As Aul hinted it would, the Windows Feedback app, which is included in the released version of Windows 10, has gained new Windows Insider features. Windows 10 testers have a bit more control on the feedback they send and view:
Microsoft has also archived older feedback from before Windows 10 launched (you can view a full history of your feedback under “My feedback” and “Archive”). It’s still stored in the company’s internal engineering tools, but it’s no longer accessible in search.
That’s the bigger picture for the Windows Insider program. As for the new PC build being released today, there are two major highlights.
You can now change the default color for Start, Action Center, Taskbar, and Title bars. The feature is off by default (turn it on by toggling Settings => Personalization => Colors).
Memory management has improved with a new concept in the Memory Manager called a compression store. Microsoft describes this as an “in-memory collection of compressed pages”: To reduce the amount of memory used per process, unused pages are compressed instead of written to disk.
Windows 10 can thus maintain more applications in physical memory and offer better responsiveness. Because the system process holds the store in memory, its working set grows larger when memory is made available for other processes. You can see this yourself in Task Manager, and this also explains why the System process will appear to be consuming more memory than previous releases.
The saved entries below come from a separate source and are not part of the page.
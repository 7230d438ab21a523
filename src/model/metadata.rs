//! PDB-style residue annotations carried by atoms read from macromolecular structures.

use std::str::FromStr;

#[derive(Debug, Clone, Copy, PartialEq, Eq, Hash)]
pub enum StandardResidue {
    ALA,
    ARG,
    ASN,
    ASP,
    CYS,
    GLN,
    GLU,
    GLY,
    HIS,
    ILE,
    LEU,
    LYS,
    MET,
    PHE,
    PRO,
    SER,
    THR,
    TRP,
    TYR,
    VAL,
    A,
    C,
    G,
    U,
    I,
    DA,
    DC,
    DG,
    DT,
    DI,
    HOH,
}

impl StandardResidue {
    pub fn category(&self) -> ResidueCategory {
        match self {
            StandardResidue::HOH => ResidueCategory::Hetero,
            _ => ResidueCategory::Standard,
        }
    }
}

impl FromStr for StandardResidue {
    type Err = ();

    fn from_str(name: &str) -> Result<Self, Self::Err> {
        use StandardResidue::*;
        let residue = match name.trim() {
            "ALA" => ALA,
            "ARG" => ARG,
            "ASN" => ASN,
            "ASP" => ASP,
            "CYS" => CYS,
            "GLN" => GLN,
            "GLU" => GLU,
            "GLY" => GLY,
            "HIS" => HIS,
            "ILE" => ILE,
            "LEU" => LEU,
            "LYS" => LYS,
            "MET" => MET,
            "PHE" => PHE,
            "PRO" => PRO,
            "SER" => SER,
            "THR" => THR,
            "TRP" => TRP,
            "TYR" => TYR,
            "VAL" => VAL,
            "A" => A,
            "C" => C,
            "G" => G,
            "U" => U,
            "I" => I,
            "DA" => DA,
            "DC" => DC,
            "DG" => DG,
            "DT" => DT,
            "DI" => DI,
            "HOH" | "WAT" => HOH,
            _ => return Err(()),
        };
        Ok(residue)
    }
}

#[derive(Debug, Clone, Copy, PartialEq, Eq, Hash)]
pub enum ResidueCategory {
    Standard,
    Hetero,
    Ion,
}

#[derive(Debug, Clone, Copy, PartialEq, Eq, Hash, Default)]
pub enum ResiduePosition {
    #[default]
    None,
    Internal,
    NTerminal,
    CTerminal,
    FivePrime,
    ThreePrime,
}

/// One ATOM/HETATM record's worth of residue context.
#[derive(Debug, Clone, PartialEq)]
pub struct AtomResidueInfo {
    pub atom_name: String,
    pub residue_name: String,
    pub residue_id: i32,
    pub chain_id: char,
    pub insertion_code: char,
    pub alt_loc: Option<char>,
    pub serial: Option<u32>,
    pub segment_id: Option<String>,
    pub occupancy: Option<f64>,
    pub temp_factor: Option<f64>,
    /// Whether the atom is the terminal OXT oxygen of a chain.
    pub oxt: bool,
    pub standard_name: Option<StandardResidue>,
    pub category: ResidueCategory,
    pub position: ResiduePosition,
}

impl AtomResidueInfo {
    /// A record for a standard or hetero residue; the standard name and
    /// category are derived from `residue_name`.
    pub fn new(
        atom_name: impl Into<String>,
        residue_name: impl Into<String>,
        residue_id: i32,
        chain_id: char,
    ) -> Self {
        let residue_name = residue_name.into();
        let standard_name = residue_name.parse::<StandardResidue>().ok();
        Self {
            atom_name: atom_name.into(),
            residue_name,
            residue_id,
            chain_id,
            insertion_code: ' ',
            alt_loc: None,
            serial: None,
            segment_id: None,
            occupancy: None,
            temp_factor: None,
            oxt: false,
            standard_name,
            category: standard_name.map_or(ResidueCategory::Hetero, |r| r.category()),
            position: ResiduePosition::None,
        }
    }

    /// `true` for HETATM records.
    pub fn is_hetero(&self) -> bool {
        self.category != ResidueCategory::Standard
    }

    pub fn record_name(&self) -> &'static str {
        if self.is_hetero() {
            "HETATM"
        } else {
            "ATOM"
        }
    }
}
New features aside, you can expect the following issues:
- Mobile hotspot doesn’t work in this build. When sharing the Internet from your device with mobile broadband using Mobile Hotspot, it will fail to get a valid IP address from your device and will show no Internet access.
- An update to Movies & TV application from the Store will be required to fix an issue with video playback.
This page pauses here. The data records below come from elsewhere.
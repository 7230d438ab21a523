use std::fmt;
use std::str::FromStr;
use thiserror::Error;

#[derive(Debug, Clone, PartialEq, Eq, Error)]
#[error("invalid or unsupported element symbol: '{0}'")]
pub struct ParseElementError(String);

#[derive(Debug, Clone, PartialEq, Eq, Error)]
#[error("invalid bond order string: '{0}'")]
pub struct ParseBondOrderError(String);

macro_rules! periodic_table {
    ($($symbol:ident = $number:literal),+ $(,)?) => {
        #[derive(Debug, Clone, Copy, PartialEq, Eq, Hash, PartialOrd, Ord)]
        #[repr(u8)]
        pub enum Element {
            $($symbol = $number),+
        }

        impl Element {
            pub const ALL: &'static [Element] = &[$(Element::$symbol),+];

            pub fn symbol(&self) -> &'static str {
                match self {
                    $(Element::$symbol => stringify!($symbol)),+
                }
            }

            pub fn from_atomic_number(number: u8) -> Option<Self> {
                match number {
                    $($number => Some(Element::$symbol),)+
                    _ => None,
                }
            }
        }

        impl FromStr for Element {
            type Err = ParseElementError;

            fn from_str(s: &str) -> Result<Self, Self::Err> {
                match s {
                    $(stringify!($symbol) => Ok(Element::$symbol),)+
                    _ => Err(ParseElementError(s.to_string())),
                }
            }
        }
    };
}

periodic_table! {
    H = 1, He = 2, Li = 3, Be = 4, B = 5, C = 6, N = 7, O = 8,
    F = 9, Ne = 10, Na = 11, Mg = 12, Al = 13, Si = 14, P = 15, S = 16,
    Cl = 17, Ar = 18, K = 19, Ca = 20, Sc = 21, Ti = 22, V = 23, Cr = 24,
    Mn = 25, Fe = 26, Co = 27, Ni = 28, Cu = 29, Zn = 30, Ga = 31, Ge = 32,
    As = 33, Se = 34, Br = 35, Kr = 36, Rb = 37, Sr = 38, Y = 39, Zr = 40,
    Nb = 41, Mo = 42, Tc = 43, Ru = 44, Rh = 45, Pd = 46, Ag = 47, Cd = 48,
    In = 49, Sn = 50, Sb = 51, Te = 52, I = 53, Xe = 54, Cs = 55, Ba = 56,
    La = 57, Ce = 58, Pr = 59, Nd = 60, Pm = 61, Sm = 62, Eu = 63, Gd = 64,
    Tb = 65, Dy = 66, Ho = 67, Er = 68, Tm = 69, Yb = 70, Lu = 71, Hf = 72,
    Ta = 73, W = 74, Re = 75, Os = 76, Ir = 77, Pt = 78, Au = 79, Hg = 80,
    Tl = 81, Pb = 82, Bi = 83, Po = 84, At = 85, Rn = 86, Fr = 87, Ra = 88,
    Ac = 89, Th = 90, Pa = 91, U = 92, Np = 93, Pu = 94, Am = 95, Cm = 96,
    Bk = 97, Cf = 98, Es = 99, Fm = 100, Md = 101, No = 102, Lr = 103, Rf = 104,
    Db = 105, Sg = 106, Bh = 107, Hs = 108, Mt = 109, Ds = 110, Rg = 111, Cn = 112,
    Nh = 113, Fl = 114, Mc = 115, Lv = 116, Ts = 117, Og = 118,
}

impl Element {
    #[inline]
    pub fn atomic_number(&self) -> u8 {
        *self as u8
    }
}

impl fmt::Display for Element {
    fn fmt(&self, f: &mut fmt::Formatter<'_>) -> fmt::Result {
        f.write_str(self.symbol())
    }
}

#[derive(Debug, Clone, Copy, PartialEq, Eq, Hash, PartialOrd, Ord)]
pub enum BondOrder {
    Single,
    Double,
    Triple,
    Quadruple,
    Aromatic,
}

impl BondOrder {
    pub fn value(&self) -> f64 {
        match self {
            BondOrder::Single => 1.0,
            BondOrder::Double => 2.0,
            BondOrder::Triple => 3.0,
            BondOrder::Quadruple => 4.0,
            BondOrder::Aromatic => 1.5,
        }
    }

    /// Number of electrons a bond of this order holds; `None` for aromatic bonds.
    pub fn electron_count(&self) -> Option<u32> {
        match self {
            BondOrder::Single => Some(2),
            BondOrder::Double => Some(4),
            BondOrder::Triple => Some(6),
            BondOrder::Quadruple => Some(8),
            BondOrder::Aromatic => None,
        }
    }
}

impl fmt::Display for BondOrder {
    fn fmt(&self, f: &mut fmt::Formatter<'_>) -> fmt::Result {
        let name = match self {
            BondOrder::Single => "Single",
            BondOrder::Double => "Double",
            BondOrder::Triple => "Triple",
            BondOrder::Quadruple => "Quadruple",
            BondOrder::Aromatic => "Aromatic",
        };
        f.write_str(name)
    }
}

impl FromStr for BondOrder {
    type Err = ParseBondOrderError;

    fn from_str(s: &str) -> Result<Self, Self::Err> {
        match s.to_lowercase().as_str() {
            "single" | "1" => Ok(BondOrder::Single),
            "double" | "2" => Ok(BondOrder::Double),
            "triple" | "3" => Ok(BondOrder::Triple),
            "quadruple" | "4" => Ok(BondOrder::Quadruple),
            "aromatic" | "ar" => Ok(BondOrder::Aromatic),
            _ => Err(ParseBondOrderError(s.to_string())),
        }
    }
}

#[derive(Debug, Clone, Copy, PartialEq, Eq, Hash, Default)]
pub enum BondStereo {
    #[default]
    None,
    Up,
    UpInverted,
    Down,
    DownInverted,
    UpOrDown,
    E,
    Z,
    EOrZ,
}

#[derive(Debug, Clone, Copy, PartialEq, Eq, Hash)]
pub enum Hybridization {
    S,
    Sp1,
    Sp2,
    Sp3,
    Planar3,
    Sp3d1,
    Sp3d2,
    Sp3d3,
    Sp3d4,
    Sp3d5,
}

#[derive(Debug, Clone, Copy, PartialEq, Eq, Hash, Default)]
pub enum ReactionDirection {
    #[default]
    Forward,
    Backward,
    Bidirectional,
}

/// Boolean markers carried by every chemical object.
#[derive(Debug, Clone, Copy, PartialEq, Eq, Hash)]
#[repr(u8)]
pub enum Flag {
    Visited,
    Aromatic,
    Aliphatic,
    InRing,
    NotInRing,
    Placed,
    Mapped,
    Conjugated,
    HydrogenBondDonor,
    HydrogenBondAcceptor,
    Reactive,
    Typeable,
}

impl Flag {
    pub const ALL: [Flag; 12] = [
        Flag::Visited,
        Flag::Aromatic,
        Flag::Aliphatic,
        Flag::InRing,
        Flag::NotInRing,
        Flag::Placed,
        Flag::Mapped,
        Flag::Conjugated,
        Flag::HydrogenBondDonor,
        Flag::HydrogenBondAcceptor,
        Flag::Reactive,
        Flag::Typeable,
    ];

    #[inline]
    const fn bit(self) -> u16 {
        1 << self as u16
    }
}

/// Compact set of [`Flag`] values.
#[derive(Debug, Clone, Copy, PartialEq, Eq, Hash, Default)]
pub struct Flags(u16);

impl Flags {
    pub const NONE: Flags = Flags(0);

    pub fn contains(self, flag: Flag) -> bool {
        self.0 & flag.bit() != 0
    }

    pub fn insert(&mut self, flag: Flag) {
        self.0 |= flag.bit();
    }

    pub fn remove(&mut self, flag: Flag) {
        self.0 &= !flag.bit();
    }

    pub fn with(mut self, flag: Flag, value: bool) -> Self {
        if value {
            self.insert(flag);
        } else {
            self.remove(flag);
        }
        self
    }

    pub fn is_empty(self) -> bool {
        self.0 == 0
    }

    pub fn iter(self) -> impl Iterator<Item = Flag> {
        Flag::ALL.into_iter().filter(move |flag| self.contains(*flag))
    }
}

impl FromIterator<Flag> for Flags {
    fn from_iter<I: IntoIterator<Item = Flag>>(iter: I) -> Self {
        iter.into_iter()
            .fold(Flags::NONE, |flags, flag| flags.with(flag, true))
    }
}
- Optional language packs will not be available during the initial launch of this flight, but will be available later this week.
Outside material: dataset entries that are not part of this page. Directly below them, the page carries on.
pub trait ReactionSetOps: ChemObject {
    fn reaction_list(&self) -> &ReactionList;

    fn reaction_count(&self) -> usize {
        self.reaction_list().reactions.len()
    }

    fn reaction(&self, index: usize) -> Option<Rc<Reaction>> {
        self.reaction_list().reactions.get(index)
    }

    fn reactions(&self) -> Vec<Rc<Reaction>> {
        self.reaction_list().reactions.snapshot()
    }

    fn contains_reaction(&self, reaction: &Reaction) -> bool {
        self.reaction_list().reactions.contains(reaction)
    }

    fn add_reaction(&self, reaction: Rc<Reaction>) {
        let list = self.reaction_list();
        list.reactions.push(reaction, &list.relay);
        self.notify_changed();
    }

    fn remove_reaction(&self, reaction: &Reaction) -> Option<Rc<Reaction>> {
        let list = self.reaction_list();
        let removed = list.reactions.remove(reaction, &list.relay)?;
        self.notify_changed();
        Some(removed)
    }

    fn remove_reaction_at(&self, index: usize) -> Result<Rc<Reaction>, Error> {
        let list = self.reaction_list();
        let removed = list.reactions.remove_at(index, &list.relay)?;
        self.notify_changed();
        Ok(removed)
    }

    fn remove_all_reactions(&self) {
        let list = self.reaction_list();
        list.reactions.clear(&list.relay);
        self.notify_changed();
    }
}

#[derive(Debug)]
pub struct ReactionSet {
    core: ObjectCore,
    reactions: ReactionList,
}

impl ReactionSet {
    pub fn new() -> Rc<Self> {
        Rc::new_cyclic(|this: &Weak<Self>| Self {
            core: ObjectCore::new(this.clone()),
            reactions: ReactionList::new(this.clone()),
        })
    }
}

chem_object!(ReactionSet, "ReactionSet");
relay_changes!(ReactionSet);

impl ReactionSetOps for ReactionSet {
    fn reaction_list(&self) -> &ReactionList {
        &self.reactions
    }
}

impl Duplicate for ReactionSet {
    fn duplicate(&self) -> Rc<Self> {
        let copy = Rc::new_cyclic(|this: &Weak<Self>| Self {
            core: self.core.duplicate(this.clone()),
            reactions: ReactionList::new(this.clone()),
        });
        self.reactions.copy_into(&copy.reactions);
        copy
    }
}

/// Reactions plus nested sub-schemes.
#[derive(Debug)]
pub struct ReactionScheme {
    core: ObjectCore,
    reactions: ReactionList,
    schemes: Members<ReactionScheme>,
}

impl ReactionScheme {
    pub fn new() -> Rc<Self> {
        Rc::new_cyclic(|this: &Weak<Self>| Self {
            core: ObjectCore::new(this.clone()),
            reactions: ReactionList::new(this.clone()),
            schemes: Members::new("schemes"),
        })
    }

    pub fn add_scheme(&self, scheme: Rc<ReactionScheme>) {
        self.schemes.push(scheme, &self.reactions.relay);
        self.notify_changed();
    }

    pub fn remove_scheme(&self, scheme: &ReactionScheme) -> Option<Rc<ReactionScheme>> {
        let removed = self.schemes.remove(scheme, &self.reactions.relay)?;
        self.notify_changed();
        Some(removed)
    }

    pub fn schemes(&self) -> Vec<Rc<ReactionScheme>> {
        self.schemes.snapshot()
    }

    pub fn scheme_count(&self) -> usize {
        self.schemes.len()
    }
}

chem_object!(ReactionScheme, "ReactionScheme");
relay_changes!(ReactionScheme);

impl ReactionSetOps for ReactionScheme {
    fn reaction_list(&self) -> &ReactionList {
        &self.reactions
    }
}

impl Duplicate for ReactionScheme {
    fn duplicate(&self) -> Rc<Self> {
        let copy = Rc::new_cyclic(|this: &Weak<Self>| Self {
            core: self.core.duplicate(this.clone()),
            reactions: ReactionList::new(this.clone()),
            schemes: Members::new("schemes"),
        });
        self.reactions.copy_into(&copy.reactions);
        for scheme in self.schemes.snapshot() {
            copy.schemes.push(scheme.duplicate(), &copy.reactions.relay);
        }
        copy
    }
}

#[cfg(test)]
mod tests {
    use super::*;
    use crate::model::testing::Recorder;
    use crate::model::types::Element;

    fn water() -> Rc<Molecule> {
        let molecule = Molecule::new();
        molecule.add_atom(Atom::new(Element::O));
        molecule.add_atom(Atom::new(Element::H));
        molecule.add_atom(Atom::new(Element::H));
        molecule
    }

    #[test]
    fn add_reactant_fires_once_from_the_set() {
        let reaction = Reaction::new();
        let recorder = Recorder::new();
        recorder.attach(&*reaction);

        reaction.add_reactant_with_coefficient(water(), 2.0);
        assert_eq!(recorder.count(), 1);
        assert!(recorder.last().unwrap().is_from(&*reaction.reactants()));
        assert_eq!(reaction.reactant_count(), 1);
        assert_eq!(reaction.reactant_coefficients(), vec![2.0]);
    }

    #[test]
    fn atom_edits_reach_reaction_listeners() {
        let reaction = Reaction::new();
        let product = water();
        reaction.add_product(Rc::clone(&product));
        let recorder = Recorder::new();
        recorder.attach(&*reaction);

        let oxygen = product.atom(0).unwrap();
        oxygen.set_charge(-0.8);
        assert_eq!(recorder.count(), 1);
        assert!(recorder.last().unwrap().is_from(&*oxygen));
    }

    #[test]
    fn coefficients_by_molecule() {
        let reaction = Reaction::new();
        let hydrogen = Molecule::new();
        reaction.add_reactant(Rc::clone(&hydrogen));
        assert_eq!(reaction.reactant_coefficient(&hydrogen), Some(1.0));
        assert!(reaction.set_reactant_coefficient(&hydrogen, 2.0));
        assert_eq!(reaction.reactant_coefficient(&hydrogen), Some(2.0));
        assert!(!reaction.set_product_coefficient(&hydrogen, 3.0));
        assert_eq!(reaction.product_coefficient(&hydrogen), None);
    }

    #[test]
    fn coefficient_vector_length_must_match() {
        let reaction = Reaction::new();
        reaction.add_product(water());
        let recorder = Recorder::new();
        recorder.attach(&*reaction);

        let err = reaction.set_product_coefficients(vec![1.0, 2.0]).unwrap_err();
        assert!(matches!(err, Error::MultiplierCountMismatch { .. }));
        assert_eq!(recorder.count(), 0);
        reaction.set_product_coefficients(vec![4.0]).unwrap();
        assert_eq!(recorder.count(), 1);
    }

    #[test]
    fn replacing_a_side_moves_the_subscription() {
        let reaction = Reaction::new();
        let old_reactants = reaction.reactants();
        let new_reactants = MoleculeSet::new();
        let recorder = Recorder::new();
        recorder.attach(&*reaction);

        reaction.set_reactants(Rc::clone(&new_reactants));
        assert_eq!(recorder.count(), 1);
        assert_eq!(old_reactants.listener_count(), 0);
        assert_eq!(new_reactants.listener_count(), 1);

        old_reactants.add_container(Molecule::new());
        assert_eq!(recorder.count(), 1);
        new_reactants.add_container(Molecule::new());
        assert_eq!(recorder.count(), 2);
    }

    #[test]
    fn shared_side_stays_subscribed_until_fully_replaced() {
        let reaction = Reaction::new();
        let shared = MoleculeSet::new();
        reaction.set_reactants(Rc::clone(&shared));
        reaction.set_agents(Rc::clone(&shared));
        reaction.set_reactants(MoleculeSet::new());
        assert_eq!(shared.listener_count(), 1);
        reaction.set_agents(MoleculeSet::new());
        assert_eq!(shared.listener_count(), 0);
    }

    #[test]
    fn direction_and_mappings_fire() {
        let reaction = Reaction::new();
        let recorder = Recorder::new();
        recorder.attach(&*reaction);

        reaction.set_direction(ReactionDirection::Bidirectional);
        assert_eq!(reaction.direction(), ReactionDirection::Bidirectional);
        let mapping = Mapping::new(Atom::new(Element::C), Atom::new(Element::C));
        reaction.add_mapping(Rc::clone(&mapping));
        assert_eq!(recorder.count(), 2);
        assert_eq!(reaction.mapping_count(), 1);

        assert!(reaction.remove_mapping_at(3).is_err());
        assert_eq!(recorder.count(), 2);
        assert!(reaction.remove_mapping(&mapping).is_some());
        assert_eq!(recorder.count(), 3);
        assert_eq!(mapping.listener_count(), 0);
    }

    #[test]
    fn duplicate_remaps_mappings_onto_copied_atoms() {
        let reaction = Reaction::new();
        let reactant = water();
        let product = water();
        reaction.add_reactant(Rc::clone(&reactant));
        reaction.add_product(Rc::clone(&product));
        let outside = Atom::new(Element::N);
        reaction.add_mapping(Mapping::new(reactant.atom(0).unwrap(), product.atom(0).unwrap()));
        reaction.add_mapping(Mapping::new(reactant.atom(1).unwrap(), Rc::clone(&outside) as Rc<dyn ChemObject>));
        reaction.set_direction(ReactionDirection::Backward);
        let recorder = Recorder::new();
        recorder.attach(&*reaction);

        let copy = reaction.duplicate();
        assert_eq!(copy.listener_count(), 0);
        assert_eq!(copy.direction(), ReactionDirection::Backward);
        assert_eq!(copy.reactant_count(), 1);
        assert_eq!(copy.product_count(), 1);

        let copied_reactant = copy.reactants().container(0).unwrap();
        let copied_product = copy.products().container(0).unwrap();
        assert!(!Rc::ptr_eq(&copied_reactant, &reactant));

        let [first, second] = copy.mapping(0).unwrap().related_chem_objects();
        assert_eq!(address(&*first), address(&*copied_reactant.atom(0).unwrap()));
        assert_eq!(address(&*second), address(&*copied_product.atom(0).unwrap()));
        let [_, unrelated] = copy.mapping(1).unwrap().related_chem_objects();
        assert_eq!(address(&*unrelated), address(&*outside));

        let copy_recorder = Recorder::new();
        copy_recorder.attach(&*copy);
        copied_reactant.atom(2).unwrap().set_charge(0.4);
        assert_eq!(copy_recorder.count(), 1);
        assert_eq!(recorder.count(), 0);
    }

    #[test]
    fn reaction_set_relays_and_forgets_removed_reactions() {
        let set = ReactionSet::new();
        let first = Reaction::new();
        let second = Reaction::new();
        set.add_reaction(Rc::clone(&first));
        set.add_reaction(Rc::clone(&second));
        let recorder = Recorder::new();
        recorder.attach(&*set);

        first.add_agent(Molecule::new());
        assert_eq!(recorder.count(), 1);

        set.remove_reaction(&first);
        assert_eq!(recorder.count(), 2);
        first.set_direction(ReactionDirection::Backward);
        assert_eq!(recorder.count(), 2);

        assert!(matches!(
            set.remove_reaction_at(5),
            Err(Error::IndexOutOfBounds { .. })
        ));
        assert_eq!(recorder.count(), 2);
        set.remove_all_reactions();
        assert_eq!(set.reaction_count(), 0);
        assert_eq!(second.listener_count(), 0);
    }

    #[test]
    fn scheme_nests_and_duplicates_deeply() {
        let root = ReactionScheme::new();
        let child = ReactionScheme::new();
        let step = Reaction::new();
        child.add_reaction(Rc::clone(&step));
        root.add_scheme(Rc::clone(&child));
        root.add_reaction(Reaction::new());
        let recorder = Recorder::new();
        recorder.attach(&*root);

        step.add_reactant(water());
        assert_eq!(recorder.count(), 1);
        assert!(recorder.last().unwrap().is_from(&*step.reactants()));

        let copy = root.duplicate();
        assert_eq!(copy.scheme_count(), 1);
        assert_eq!(copy.reaction_count(), 1);
        let copied_step = copy.schemes()[0].reaction(0).unwrap();
        assert!(!Rc::ptr_eq(&copied_step, &step));
        assert_eq!(copied_step.reactant_count(), 1);

        assert!(root.remove_scheme(&child).is_some());
        assert_eq!(child.listener_count(), 0);
        assert!(root.contains_reaction(&root.reaction(0).unwrap()));
    }
}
Today’s update bumps the Windows 10 build number from 10240, made available to testers on July 15, to build 10525. The update should arrive overnight for Windows 10 preview users via Windows Update (your PC has to be plugged in, and be on or sleeping). If you’re OK with the above known issues and want to get build 10525 now, head to PC Settings, select “Update and recovery,” then “Preview builds,” and click the “Check Now” button.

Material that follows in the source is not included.